//! Locates the optional grading files of a student.
//!
//! Grader output follows `{username}-other.csv`, `{username}-tasks.csv` and
//! `{username}.txt` when things go well. When none of those exist the
//! directory is scanned for files starting with the transliterated
//! `{last}-{first}` name instead.

use std::fs;
use std::path::{Path, PathBuf};
use tracing::{debug, warn};

use crate::config::Overrides;

/// The three kinds of per-student input file.
#[derive(Debug, Clone, Copy, PartialEq, Eq)]
pub enum FileKind {
    Other,
    Tasks,
    Text,
}

impl FileKind {
    /// Classifies a lowercased file name by its suffix.
    fn classify(name: &str) -> Option<Self> {
        if name.ends_with("-other.csv") {
            Some(Self::Other)
        } else if name.ends_with("-tasks.csv") {
            Some(Self::Tasks)
        } else if name.ends_with(".txt") {
            Some(Self::Text)
        } else {
            None
        }
    }
}

/// Several fallback candidates for one file kind; the first one was used.
#[derive(Debug, Clone, PartialEq)]
pub struct Ambiguity {
    pub kind: FileKind,
    pub candidates: Vec<PathBuf>,
}

/// Files found for one student. Every slot is optional.
#[derive(Debug, Clone, Default, PartialEq)]
pub struct GradingFiles {
    pub other: Option<PathBuf>,
    pub tasks: Option<PathBuf>,
    pub text: Option<PathBuf>,
    pub ambiguities: Vec<Ambiguity>,
}

impl GradingFiles {
    pub fn is_empty(&self) -> bool {
        self.other.is_none() && self.tasks.is_none() && self.text.is_none()
    }

    fn slot(&mut self, kind: FileKind) -> &mut Option<PathBuf> {
        match kind {
            FileKind::Other => &mut self.other,
            FileKind::Tasks => &mut self.tasks,
            FileKind::Text => &mut self.text,
        }
    }
}

/// ASCII-transliterated, lowercased form used for name matching.
pub fn normalize(name: &str) -> String {
    deunicode::deunicode(name).to_lowercase()
}

fn existing_file(path: PathBuf) -> Option<PathBuf> {
    path.is_file().then_some(path)
}

/// Resolves the grading files of one student in `base_dir`.
///
/// Exact username files win outright, even if only some of them exist.
/// Otherwise every regular file whose normalized name starts with
/// `{last}-{first}` is classified by suffix; among several candidates of one
/// kind the lexicographically smallest name is used and the ambiguity is
/// recorded. Never fails: unreadable directories just yield nothing.
#[tracing::instrument(skip(base_dir), fields(dir = %base_dir.display()))]
pub fn resolve(base_dir: &Path, username: &str, first_name: &str, last_name: &str) -> GradingFiles {
    let exact = GradingFiles {
        other: existing_file(base_dir.join(format!("{username}-other.csv"))),
        tasks: existing_file(base_dir.join(format!("{username}-tasks.csv"))),
        text: existing_file(base_dir.join(format!("{username}.txt"))),
        ambiguities: Vec::new(),
    };
    if !exact.is_empty() {
        debug!("Resolved grading files by username");
        return exact;
    }

    let prefix = normalize(&format!("{last_name}-{first_name}"));
    let entries = match fs::read_dir(base_dir) {
        Ok(entries) => entries,
        Err(e) => {
            debug!(error = %e, "Cannot list input directory");
            return GradingFiles::default();
        }
    };

    let mut candidates: Vec<(FileKind, String, PathBuf)> = Vec::new();
    for entry in entries.flatten() {
        if !entry.file_type().map(|t| t.is_file()).unwrap_or(false) {
            continue;
        }
        let file_name = entry.file_name().to_string_lossy().into_owned();
        let normalized = normalize(&file_name);
        if !normalized.starts_with(&prefix) {
            continue;
        }
        if let Some(kind) = FileKind::classify(&normalized) {
            candidates.push((kind, file_name, entry.path()));
        }
    }
    candidates.sort_by(|a, b| a.1.cmp(&b.1));

    let mut files = GradingFiles::default();
    for kind in [FileKind::Other, FileKind::Tasks, FileKind::Text] {
        let matches: Vec<PathBuf> = candidates
            .iter()
            .filter(|(k, _, _)| *k == kind)
            .map(|(_, _, path)| path.clone())
            .collect();
        if matches.len() > 1 {
            warn!(
                ?kind,
                candidates = ?matches,
                chosen = %matches[0].display(),
                "Several files match the student name, using the first"
            );
            files.ambiguities.push(Ambiguity {
                kind,
                candidates: matches.clone(),
            });
        }
        *files.slot(kind) = matches.into_iter().next();
    }

    if !files.is_empty() {
        debug!(%prefix, "Resolved grading files by name");
    }
    files
}

/// Resolves grading files and then applies per-user overrides.
pub struct Resolver<'a> {
    base_dir: &'a Path,
    overrides: &'a Overrides,
}

impl<'a> Resolver<'a> {
    pub fn new(base_dir: &'a Path, overrides: &'a Overrides) -> Self {
        Self {
            base_dir,
            overrides,
        }
    }

    /// Like [`resolve`], but a configured override file that exists replaces
    /// whatever was found for its slot.
    pub fn resolve(&self, username: &str, first_name: &str, last_name: &str) -> GradingFiles {
        let mut files = resolve(self.base_dir, username, first_name, last_name);

        if let Some(config) = self.overrides.get(username) {
            for (kind, name) in [
                (FileKind::Other, &config.other),
                (FileKind::Tasks, &config.tasks),
                (FileKind::Text, &config.text),
            ] {
                let Some(name) = name else { continue };
                if let Some(path) = existing_file(self.base_dir.join(name)) {
                    debug!(username, ?kind, path = %path.display(), "Using override file");
                    *files.slot(kind) = Some(path);
                }
            }
        }

        files
    }
}

#[cfg(test)]
mod tests {
    use super::*;
    use tempfile::TempDir;

    fn dir_with(files: &[&str]) -> TempDir {
        let dir = tempfile::tempdir().unwrap();
        for name in files {
            fs::write(dir.path().join(name), "x").unwrap();
        }
        dir
    }

    #[test]
    fn test_exact_username_files() {
        let dir = dir_with(&["alice-other.csv", "alice-tasks.csv"]);
        let files = resolve(dir.path(), "alice", "Alice", "Smith");

        assert_eq!(files.other, Some(dir.path().join("alice-other.csv")));
        assert_eq!(files.tasks, Some(dir.path().join("alice-tasks.csv")));
        assert_eq!(files.text, None);
    }

    #[test]
    fn test_exact_match_does_not_mix_in_fallback() {
        let dir = dir_with(&["alice-other.csv", "Smith-Alice-tasks.csv"]);
        let files = resolve(dir.path(), "alice", "Alice", "Smith");

        assert!(files.other.is_some());
        assert_eq!(files.tasks, None);
    }

    #[test]
    fn test_fallback_by_name() {
        let dir = dir_with(&["Smith-Alice-other.csv"]);
        let files = resolve(dir.path(), "alice", "Alice", "Smith");

        assert_eq!(files.other, Some(dir.path().join("Smith-Alice-other.csv")));
        assert_eq!(files.tasks, None);
        assert_eq!(files.text, None);
    }

    #[test]
    fn test_fallback_transliterates_diacritics() {
        let dir = dir_with(&["Muller-Jorg-tasks.csv", "müller-jörg_feedback.txt"]);
        let files = resolve(dir.path(), "jm", "Jörg", "Müller");

        assert_eq!(files.tasks, Some(dir.path().join("Muller-Jorg-tasks.csv")));
        assert_eq!(files.text, Some(dir.path().join("müller-jörg_feedback.txt")));
    }

    #[test]
    fn test_fallback_ignores_other_students() {
        let dir = dir_with(&["Jones-Bob-other.csv", "notes.txt"]);
        let files = resolve(dir.path(), "alice", "Alice", "Smith");
        assert!(files.is_empty());
    }

    #[test]
    fn test_ambiguous_fallback_picks_smallest_name() {
        let dir = dir_with(&["smith-alice-v2-other.csv", "Smith-Alice-other.csv"]);
        let files = resolve(dir.path(), "alice", "Alice", "Smith");

        assert_eq!(files.other, Some(dir.path().join("Smith-Alice-other.csv")));
        assert_eq!(files.ambiguities.len(), 1);
        assert_eq!(files.ambiguities[0].kind, FileKind::Other);
        assert_eq!(files.ambiguities[0].candidates.len(), 2);
    }

    #[test]
    fn test_directories_are_not_matched() {
        let dir = tempfile::tempdir().unwrap();
        fs::create_dir(dir.path().join("smith-alice.txt")).unwrap();
        let files = resolve(dir.path(), "alice", "Alice", "Smith");
        assert!(files.is_empty());
    }

    #[test]
    fn test_missing_directory_yields_nothing() {
        let files = resolve(Path::new("/definitely/not/here"), "alice", "Alice", "Smith");
        assert!(files.is_empty());
    }

    #[test]
    fn test_demo_override_replaces_found_files() {
        let dir = dir_with(&[
            "jakbrz-other.csv",
            "example-grading-other.csv",
            "example-grading-tasks.csv",
        ]);
        let overrides = Overrides::default();
        let files = Resolver::new(dir.path(), &overrides).resolve("jakbrz", "Jakub", "Brz");

        assert_eq!(files.other, Some(dir.path().join("example-grading-other.csv")));
        assert_eq!(files.tasks, Some(dir.path().join("example-grading-tasks.csv")));
    }

    #[test]
    fn test_override_only_applies_when_file_exists() {
        let dir = dir_with(&["jakbrz-other.csv"]);
        let overrides = Overrides::default();
        let files = Resolver::new(dir.path(), &overrides).resolve("jakbrz", "Jakub", "Brz");

        assert_eq!(files.other, Some(dir.path().join("jakbrz-other.csv")));
        assert_eq!(files.tasks, None);
    }

    #[test]
    fn test_override_is_per_user() {
        let dir = dir_with(&["example-grading-other.csv"]);
        let overrides = Overrides::default();
        let files = Resolver::new(dir.path(), &overrides).resolve("alice", "Alice", "Smith");
        assert!(files.is_empty());
    }
}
==============================
[REQUIRED WORK]: Everything in the material above from the line that has "for name matching." through the line that has "let exact = GradingFiles" must be duplicated exactly, with no other lines given.

[ANSWER TO THIS EXERCISE]:
/// ASCII-transliterated, lowercased form used for name matching.
pub fn normalize(name: &str) -> String {
    deunicode::deunicode(name).to_lowercase()
}

fn existing_file(path: PathBuf) -> Option<PathBuf> {
    path.is_file().then_some(path)
}

/// Resolves the grading files of one student in `base_dir`.
///
/// Exact username files win outright, even if only some of them exist.
/// Otherwise every regular file whose normalized name starts with
/// `{last}-{first}` is classified by suffix; among several candidates of one
/// kind the lexicographically smallest name is used and the ambiguity is
/// recorded. Never fails: unreadable directories just yield nothing.
#[tracing::instrument(skip(base_dir), fields(dir = %base_dir.display()))]
pub fn resolve(base_dir: &Path, username: &str, first_name: &str, last_name: &str) -> GradingFiles {
    let exact = GradingFiles {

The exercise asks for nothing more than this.